I have lived alone, in shared flats and most recently with my partner, and I can’t remember the last time my earnings put me over £10k, but I have a decently-stocked hobby shelf full of minis that I am fairly proud of. Like any other hobby there are often costs involved for getting kitted out with the starter material, but this point is key: it’s like any other hobby. There is always an on-ramp.
People often champion the efficacy of board games as a new hobby - and, sure, a £30 board game is cheaper than the equivalent Games Workshop purchase. But it’s a hobby that comes with different demands: social circles, regular friends to meet up with, the ability to transport a stack of games around. I get less use out of my scant board game collection than I do out of my Warhammer gear, and it ultimately scratches a different itch to painting and wargaming.
There are lots of ways to enjoy Warhammer. It can be a recreational painting hobby, a meta-chasing competitive grind and anything in-between. All approaches are valid. Warhammer Underworlds and Shadespire offer some of GW’s best kits; as little as £15 will get you a small set of wonderfully detailed and characterful models to paint and play with.

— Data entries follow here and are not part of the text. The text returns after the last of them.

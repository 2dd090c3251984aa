//! Minimum-cost stitching of skeleton endpoints.
//!
//! Every endpoint is a source of one multi-source Dijkstra run over the
//! full raster. Skeleton pixels are free to cross (cost 0) and
//! everything else costs 1, so fronts race along their own fragment and
//! only pay for the gaps between fragments. Each cell is claimed by the
//! first source to finalize it; when a finalized cell touches a cell
//! claimed by another source, the two sources are connected with the sum
//! of both accumulated costs. Only the cheapest contact per source pair
//! is kept, and its path is recovered from the predecessor chains of the
//! two touching cells.
//!
//! A cell that makes a positive-cost contact does not expand further.
//! Relaxations costlier than [`StitchOptions::max_cost`] are dropped, and
//! the whole search gives up after [`StitchOptions::max_expansions`]
//! finalized cells.

use std::cmp::Ordering;
use std::collections::btree_map::Entry;
use std::collections::{BTreeMap, BinaryHeap};

use image::GrayImage;
use serde::{Deserialize, Serialize};

use crate::endpoints::{Endpoint, partner};
use crate::types::{ExtractionConfig, GridPoint};

/// Traversal cost of a skeleton pixel.
pub const SKELETON_COST: f64 = 0.0;

/// Traversal cost of any other pixel.
pub const BACKGROUND_COST: f64 = 1.0;

/// Predecessor marker for a source cell.
const ORIGIN: usize = usize::MAX;

/// `(dx, dy, step length)` for the eight neighbours of a cell.
const NEIGHBOURS: [(i64, i64, f64); 8] = [
    (-1, -1, std::f64::consts::SQRT_2),
    (0, -1, 1.0),
    (1, -1, std::f64::consts::SQRT_2),
    (-1, 0, 1.0),
    (1, 0, 1.0),
    (-1, 1, std::f64::consts::SQRT_2),
    (0, 1, 1.0),
    (1, 1, std::f64::consts::SQRT_2),
];

/// Unordered pair of endpoint indices, stored as `(min, max)`.
#[derive(Debug, Clone, Copy, PartialEq, Eq, PartialOrd, Ord, Hash, Serialize, Deserialize)]
pub struct PairKey {
    /// Smaller endpoint index.
    pub low: usize,
    /// Larger endpoint index.
    pub high: usize,
}

impl PairKey {
    /// Key for the pair `{a, b}` in either order.
    #[must_use]
    pub fn new(a: usize, b: usize) -> Self {
        Self {
            low: a.min(b),
            high: a.max(b),
        }
    }

    /// Whether both endpoints end the same skeleton fragment.
    #[must_use]
    pub const fn is_intra(self) -> bool {
        partner(self.low) == self.high
    }
}

/// Search bounds for [`stitch`].
#[derive(Debug, Clone, Copy, PartialEq)]
pub struct StitchOptions {
    /// Accumulated cost above which a cell is not relaxed.
    pub max_cost: f64,
    /// Maximum number of cells finalized before the search stops.
    pub max_expansions: usize,
}

impl Default for StitchOptions {
    fn default() -> Self {
        Self::from(&ExtractionConfig::default())
    }
}

impl From<&ExtractionConfig> for StitchOptions {
    fn from(config: &ExtractionConfig) -> Self {
        Self {
            max_cost: config.max_gap_cost,
            max_expansions: config.max_search_expansions,
        }
    }
}

/// Cheapest path found between two endpoints.
#[derive(Debug, Clone, PartialEq, Serialize, Deserialize)]
pub struct Connection {
    /// The endpoints it joins.
    pub pair: PairKey,
    /// Sum of the accumulated costs at the meeting cells.
    pub cost: f64,
    /// Raster cells from endpoint `pair.low` to endpoint `pair.high`.
    pub path: Vec<GridPoint>,
}

/// Output of [`stitch`].
#[derive(Debug, Clone, Default)]
pub struct StitchResult {
    /// Best connection per pair, sorted by pair.
    pub connections: Vec<Connection>,
    /// Endpoints that appear in no connection.
    pub unreachable: Vec<usize>,
    /// Cells finalized.
    pub expansions: usize,
    /// Whether the search hit `max_expansions`.
    pub truncated: bool,
}

/// Per-cell traversal costs of a skeleton, row-major.
#[must_use]
pub fn traversal_costs(skeleton: &GrayImage) -> Vec<f64> {
    skeleton
        .pixels()
        .map(|p| {
            if p.0[0] == 0 {
                BACKGROUND_COST
            } else {
                SKELETON_COST
            }
        })
        .collect()
}

/// A queued relaxation.
#[derive(Debug, Clone, Copy)]
struct Frontier {
    cost: f64,
    seq: u64,
    source: usize,
    cell: usize,
}

impl PartialEq for Frontier {
    fn eq(&self, other: &Self) -> bool {
        self.cmp(other) == Ordering::Equal
    }
}

impl Eq for Frontier {}

impl Ord for Frontier {
    fn cmp(&self, other: &Self) -> Ordering {
        // Reversed for a min-heap; equal costs pop in push order.
        other
            .cost
            .total_cmp(&self.cost)
            .then_with(|| other.seq.cmp(&self.seq))
    }
}

impl PartialOrd for Frontier {
    fn partial_cmp(&self, other: &Self) -> Option<Ordering> {
        Some(self.cmp(other))
    }
}

/// Cheapest contact seen so far for a pair.
#[derive(Debug, Clone, Copy)]
struct Meeting {
    cost: f64,
    /// Touching cell claimed by `PairKey::low`.
    low_cell: usize,
    /// Touching cell claimed by `PairKey::high`.
    high_cell: usize,
}

/// Row-major raster geometry.
#[derive(Debug, Clone, Copy)]
struct Grid {
    width: usize,
    height: usize,
}

impl Grid {
    fn index(self, point: GridPoint) -> Option<usize> {
        let (row, col) = (point.row as usize, point.col as usize);
        (row < self.height && col < self.width).then_some(row * self.width + col)
    }

    #[allow(clippy::cast_possible_truncation)]
    const fn point(self, index: usize) -> GridPoint {
        GridPoint::new((index / self.width) as u32, (index % self.width) as u32)
    }

    /// In-bounds neighbours of `index` with their step lengths.
    #[allow(clippy::cast_possible_wrap, clippy::cast_sign_loss)]
    fn neighbours(self, index: usize) -> impl Iterator<Item = (usize, f64)> {
        let x = (index % self.width) as i64;
        let y = (index / self.width) as i64;
        NEIGHBOURS.into_iter().filter_map(move |(dx, dy, length)| {
            let (nx, ny) = (x + dx, y + dy);
            let inside =
                nx >= 0 && ny >= 0 && (nx as usize) < self.width && (ny as usize) < self.height;
            inside.then(|| (ny as usize * self.width + nx as usize, length))
        })
    }
}

/// Connect endpoints through minimum-cost paths on `skeleton`.
///
/// Endpoints outside the raster are ignored and reported as unreachable.
#[must_use]
pub fn stitch(skeleton: &GrayImage, endpoints: &[Endpoint], options: &StitchOptions) -> StitchResult {
    let grid = Grid {
        width: skeleton.width() as usize,
        height: skeleton.height() as usize,
    };
    let costs = traversal_costs(skeleton);
    let cells = costs.len();

    let mut dist = vec![f64::INFINITY; cells];
    let mut owner = vec![usize::MAX; cells];
    let mut pred = vec![ORIGIN; cells];
    let mut finalized = vec![false; cells];
    let mut heap = BinaryHeap::new();
    let mut seq = 0u64;

    for (source, endpoint) in endpoints.iter().enumerate() {
        let Some(cell) = grid.index(endpoint.position) else {
            log::warn!(
                "endpoint {source} at {:?} lies outside the {}x{} raster",
                endpoint.position,
                grid.width,
                grid.height,
            );
            continue;
        };
        if dist[cell] > 0.0 {
            dist[cell] = 0.0;
            owner[cell] = source;
            heap.push(Frontier {
                cost: 0.0,
                seq,
                source,
                cell,
            });
            seq += 1;
        }
    }

    let mut meetings: BTreeMap<PairKey, Meeting> = BTreeMap::new();
    let mut expansions = 0usize;
    let mut truncated = false;

    while let Some(Frontier {
        cost, source, cell, ..
    }) = heap.pop()
    {
        if finalized[cell] || cost > dist[cell] {
            continue;
        }
        if expansions >= options.max_expansions {
            truncated = true;
            break;
        }
        finalized[cell] = true;
        expansions += 1;

        let mut contact = false;
        for (next, _) in grid.neighbours(cell) {
            if !finalized[next] || owner[next] == source {
                continue;
            }
            contact = true;
            let other = owner[next];
            let total = cost + dist[next];
            let (low_cell, high_cell) = if source < other {
                (cell, next)
            } else {
                (next, cell)
            };
            let meeting = Meeting {
                cost: total,
                low_cell,
                high_cell,
            };
            match meetings.entry(PairKey::new(source, other)) {
                Entry::Vacant(slot) => {
                    slot.insert(meeting);
                }
                Entry::Occupied(mut slot) => {
                    if total < slot.get().cost {
                        slot.insert(meeting);
                    }
                }
            }
        }
        if contact && cost > 0.0 {
            continue;
        }

        for (next, length) in grid.neighbours(cell) {
            if finalized[next] {
                continue;
            }
            let candidate = cost + (costs[cell] + costs[next]) / 2.0 * length;
            if candidate > options.max_cost || candidate >= dist[next] {
                continue;
            }
            dist[next] = candidate;
            owner[next] = source;
            pred[next] = cell;
            heap.push(Frontier {
                cost: candidate,
                seq,
                source,
                cell: next,
            });
            seq += 1;
        }
    }

    if truncated {
        log::warn!(
            "endpoint search stopped after {expansions} expansions; connections may be incomplete"
        );
    }

    let connections: Vec<Connection> = meetings
        .into_iter()
        .map(|(pair, meeting)| {
            let mut path: Vec<GridPoint> = trace(&pred, meeting.low_cell)
                .rev()
                .map(|c| grid.point(c))
                .collect();
            path.extend(trace(&pred, meeting.high_cell).map(|c| grid.point(c)));
            Connection {
                pair,
                cost: meeting.cost,
                path,
            }
        })
        .collect();

    let mut connected = vec![false; endpoints.len()];
    for connection in &connections {
        connected[connection.pair.low] = true;
        connected[connection.pair.high] = true;
    }
    let unreachable: Vec<usize> = connected
        .iter()
        .enumerate()
        .filter(|&(_, &c)| !c)
        .map(|(i, _)| i)
        .collect();
    if !unreachable.is_empty() {
        log::warn!(
            "{} of {} endpoints were not connected to any other endpoint",
            unreachable.len(),
            endpoints.len(),
        );
    }

    log::debug!(
        "stitched {} endpoints: {} connections, {expansions} expansions",
        endpoints.len(),
        connections.len(),
    );

    StitchResult {
        connections,
        unreachable,
        expansions,
        truncated,
    }
}

/// Cells from `cell` back to its source, inclusive.
fn trace(pred: &[usize], cell: usize) -> std::vec::IntoIter<usize> {
    let mut cells = vec![cell];
    let mut current = cell;
    while pred[current] != ORIGIN {
        current = pred[current];
        cells.push(current);
    }
    cells.into_iter()
}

Warhammer can be a recreational painting hobby, a meta-chasing competitive grind and anything in-between.
I often grab one of these when I want a new self-contained project, safe in the knowledge it’s less than half the price of a new video game or board game and will give me at least a full weekend of enjoyment as I paint them up. Bonus points for existing in a gaming ecosystem that lets me use them in a myriad of ways, and I get to enjoy them sat on my shelf looking neat.
I keep a weather eye out for bargains, and purchase much of my Warhammer models and equipment at third-party stores, which carry a decent discount. It adds up. The time I spend on painting and gaming with models make them feel well worth the investment, but more than anything they’re things to own that I painted. In an increasingly fleeting, digital and impersonal world, that feels like a lot. I can track progress and memories with these kits, and I’ve written about the mental health benefits of the hobby before.

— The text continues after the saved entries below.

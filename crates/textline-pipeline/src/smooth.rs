//! Smoothing of the raw probability map before thresholding.
//!
//! With a positive sigma the map is blurred with
//! [`imageproc::filter::gaussian_blur_f32`], directly in `f32`. A sigma
//! of zero selects a fixed-strength denoiser instead: the map is
//! quantized to 8 bits and passed through a 3x3 median filter, which
//! removes isolated speckles without widening the line response.

use image::{GrayImage, Luma};

use crate::types::ProbabilityMap;

/// Radius of the median window used when `sigma == 0`.
const DENOISE_RADIUS: u32 = 1;

/// Smooth a probability map.
///
/// `sigma > 0` applies a Gaussian blur; any other value applies
/// [`denoise`]. Output values stay within `[0, 1]`.
#[must_use = "returns the smoothed map"]
pub fn smooth(probs: &ProbabilityMap, sigma: f32) -> ProbabilityMap {
    if sigma > 0.0 {
        gaussian(probs, sigma)
    } else {
        denoise(probs)
    }
}

/// Gaussian blur of an `f32` map.
///
/// Non-positive sigma values return the map unchanged, since
/// `imageproc` panics on `sigma <= 0.0`.
#[must_use = "returns the blurred map"]
pub fn gaussian(probs: &ProbabilityMap, sigma: f32) -> ProbabilityMap {
    if sigma <= 0.0 {
        return probs.clone();
    }
    imageproc::filter::gaussian_blur_f32(probs, sigma)
}

/// Fixed-strength denoising on the 8-bit quantized map.
#[must_use = "returns the denoised map"]
pub fn denoise(probs: &ProbabilityMap) -> ProbabilityMap {
    let quantized = GrayImage::from_fn(probs.width(), probs.height(), |x, y| {
        #[allow(clippy::cast_possible_truncation, clippy::cast_sign_loss)]
        let v = (probs.get_pixel(x, y).0[0].clamp(0.0, 1.0) * 255.0).round() as u8;
        Luma([v])
    });
    let filtered = imageproc::filter::median_filter(&quantized, DENOISE_RADIUS, DENOISE_RADIUS);
    crate::types::probability_map_from_gray(&filtered)
}

#[cfg(test)]
mod tests {
    use super::*;

    /// A horizontal band of probability 1.0 on rows 4..6 of a 10x10 map.
    fn band_map() -> ProbabilityMap {
        ProbabilityMap::from_fn(10, 10, |_x, y| {
            if (4..6).contains(&y) {
                Luma([1.0])
            } else {
                Luma([0.0])
            }
        })
    }

    #[test]
    fn output_dimensions_preserved() {
        let map = ProbabilityMap::new(17, 31);
        let blurred = smooth(&map, 1.4);
        assert_eq!(blurred.dimensions(), (17, 31));
        let denoised = smooth(&map, 0.0);
        assert_eq!(denoised.dimensions(), (17, 31));
    }

    #[test]
    fn gaussian_spreads_band_vertically() {
        let blurred = smooth(&band_map(), 1.5);
        let inside = blurred.get_pixel(5, 4).0[0];
        let outside = blurred.get_pixel(5, 2).0[0];
        assert!(inside < 1.0, "expected blur to lower the band, got {inside}");
        assert!(outside > 0.0, "expected blur to raise neighbours, got {outside}");
        assert!(inside > outside);
    }

    #[test]
    fn gaussian_keeps_uniform_map() {
        let map = ProbabilityMap::from_pixel(12, 12, Luma([0.5]));
        let blurred = gaussian(&map, 2.0);
        for p in blurred.pixels() {
            assert!((p.0[0] - 0.5).abs() < 1e-3, "got {}", p.0[0]);
        }
    }

    #[test]
    fn denoise_removes_isolated_speckle() {
        let mut map = ProbabilityMap::new(9, 9);
        map.put_pixel(4, 4, Luma([1.0]));
        let denoised = smooth(&map, 0.0);
        assert!(denoised.get_pixel(4, 4).0[0].abs() < f32::EPSILON);
    }

    #[test]
    fn denoise_keeps_thick_band() {
        let denoised = denoise(&band_map());
        // The median of a 3x3 window centred inside a 2-row band with
        // ones on 6 of 9 cells is 1.
        assert!((denoised.get_pixel(5, 4).0[0] - 1.0).abs() < f32::EPSILON);
        assert!(denoised.get_pixel(5, 1).0[0].abs() < f32::EPSILON);
    }
}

All of this might read like apologia, and in some ways it is. Self-justification is core to anyone’s engagement with their hobbies. We could always be saving more, and precarity always makes non-vital expenses feel like indulgence.
Games Workshop itself is guilty of pushing an incredible level of FOMO on its customers with weekly reveals and pre-orders geared to make each model the greatest thing ever, and a must-buy for any player. That’s its prerogative as a company, as it is with any company, but that doesn’t mean everyone is required to keep pace.
Painting any hobby in as simplistic tones as the mainstream does is impossible to avoid. There are models that cost a lot of money; if you look at GW’s specialist offshoot Forge World, there are figures that cost a lot more than £105. At the same time, suggesting this is a hobby only for the well-off is poor form, because it assumes that everyone who partakes is at the same level of financial security. It flattens the broad spectrum of hobbyists into something untrue, and unkind.
If someone wants to enjoy themselves or get creative with miniature painting for the cost of a triple-A video game, it should be celebrated, not stigmatised. Similarly, not everyone should feel pushed by a breathless release schedule to keep up with the biggest spenders. Even Games Worshop is slowing down a little in 2021, due to COVID, with a new biweekly schedule. Maybe this will work out better for everyone. As with everything, moderation is key.
Just as avocados and lattes aren’t stopping you from being a successful homeowner, neither is a little Space Marine or goblin here or there.
Edit: This article has been amended to clarify that Games Workshop still produces limited amounts of metal miniatures.